Can UK travel ban stop the spread of the new COVID-19 variant?
Other new variants of the coronavirus appear to have been found in Nigeria, Portugal and Brazil after similar mutations were discovered in the UK and South Africa.
Germany and Singapore have confirmed their first case of coronavirus variant from the UK.
Four cases of new coronavirus variant from the UK have been reported in Israel.
A growing number of countries around the world have suspended travel from the United Kingdom as fears grow after UK officials announce the discovery of two new variants of coronavirus—the second one more contagious than the other.
The UK government introduced tough new measures for some British counties in response to the alarming rate the more contagious variant is spreading.
Meanwhile, New York City is the only place in the U.S. that has ordered a mandatory two-week COVID-19 quarantine for all travelers arriving from the UK or face daily $1,000 fine.
Even with the rollout of two new COVID-19 vaccines in the U.S., more people hospitalization rates for the disease continue to rise during the holiday season.
As of Tuesday, there were 177,777 people currently hospitalized for COVID-19 in the U.S., according to the COVID Tracking Project (CTP). The number set a new record high since the pandemic began. It was the 21st consecutive day the U.S. had more than 100,000 people hospitalized for novel coronavirus infections.
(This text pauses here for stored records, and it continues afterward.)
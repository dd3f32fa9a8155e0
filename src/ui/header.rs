//! Kopfzeile über der Karte: Logo, Navigation und Live-Badge.

const BRAND_COLOR: egui::Color32 = egui::Color32::from_rgb(22, 163, 74);

/// Navigationseinträge der Kopfzeile.
pub const NAV_LINKS: [&str; 3] = ["Home", "Explorar", "Info"];
/// Text des Live-Badges.
pub const LIVE_BADGE: &str = "Concepción · En vivo";

fn header_frame() -> egui::Frame {
    egui::Frame::new()
        .fill(egui::Color32::from_white_alpha(230))
        .corner_radius(egui::CornerRadius::same(255))
        .inner_margin(egui::Margin::symmetric(14, 8))
}

/// Rendert die schwebende Kopfzeile.
pub fn render_header(ctx: &egui::Context) {
    egui::Area::new(egui::Id::new("header_brand"))
        .anchor(egui::Align2::LEFT_TOP, [16.0, 16.0])
        .show(ctx, |ui| {
            header_frame().show(ui, |ui| {
                ui.horizontal(|ui| {
                    let (rect, _) =
                        ui.allocate_exact_size(egui::vec2(28.0, 28.0), egui::Sense::hover());
                    ui.painter().circle_filled(rect.center(), 14.0, BRAND_COLOR);
                    ui.painter().text(
                        rect.center(),
                        egui::Align2::CENTER_CENTER,
                        "P",
                        egui::FontId::proportional(16.0),
                        egui::Color32::WHITE,
                    );

                    ui.add_space(8.0);
                    for link in NAV_LINKS {
                        // Navigation ohne Ziel, nur Platzhalter
                        if ui.link(link).clicked() {
                            log::debug!("Navigation '{}' gewählt", link);
                        }
                    }
                });
            });
        });

    egui::Area::new(egui::Id::new("header_badge"))
        .anchor(egui::Align2::RIGHT_TOP, [-16.0, 16.0])
        .show(ctx, |ui| {
            header_frame().show(ui, |ui| {
                ui.label(egui::RichText::new(LIVE_BADGE).color(BRAND_COLOR).strong());
            });
        });
}
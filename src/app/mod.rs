//! Application-Layer: Controller, State, Events und Use-Cases.

pub mod command_log;
pub mod controller;
pub mod events;
pub mod handlers;
mod intent_mapping;
/// Application State und Controller
///
/// Dieses Modul verwaltet den Zustand der Anwendung (Session, Auswahl, View).
pub mod state;
pub mod use_cases;

pub use command_log::CommandLog;
pub use controller::AppController;
pub use events::{AppCommand, AppIntent, EngineCapability, IntentQueue};
pub use state::{AppState, SelectionController, SelectionState, ViewState};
With more than 18.6 million confirmed infections, the U.S. has the highest number of COVID-19 cases in the world, which makes it especially susceptible to virus mutation.
Dr. Anthony Fauci, the director of the National Institute of Allergy and Infectious Diseases (NIAID) told CBS News on Wednesday that: "RNA viruses mutate all the time—the more infection, and the more replication you have, the more likelihood is that you're going to get mutations."
Fauci told several U.S. news organizations that the new UK variant is probably in the U.S. already.
Some experts believe the UK travel ban won't stop the global spread of the new mutations.
"If this mutant was only on the island, only then does it make sense to close the borders to England, Scotland and Wales. But if it has spread, then we have to combat the new mutant everywhere," Dr. Peter Kremsner, director of Tübingen University Hospital in Germany, told to The New York Times.
Dr. Hans Kluge, the World Health Organization's regional director for Europe also said "no one is safe until everyone is safe."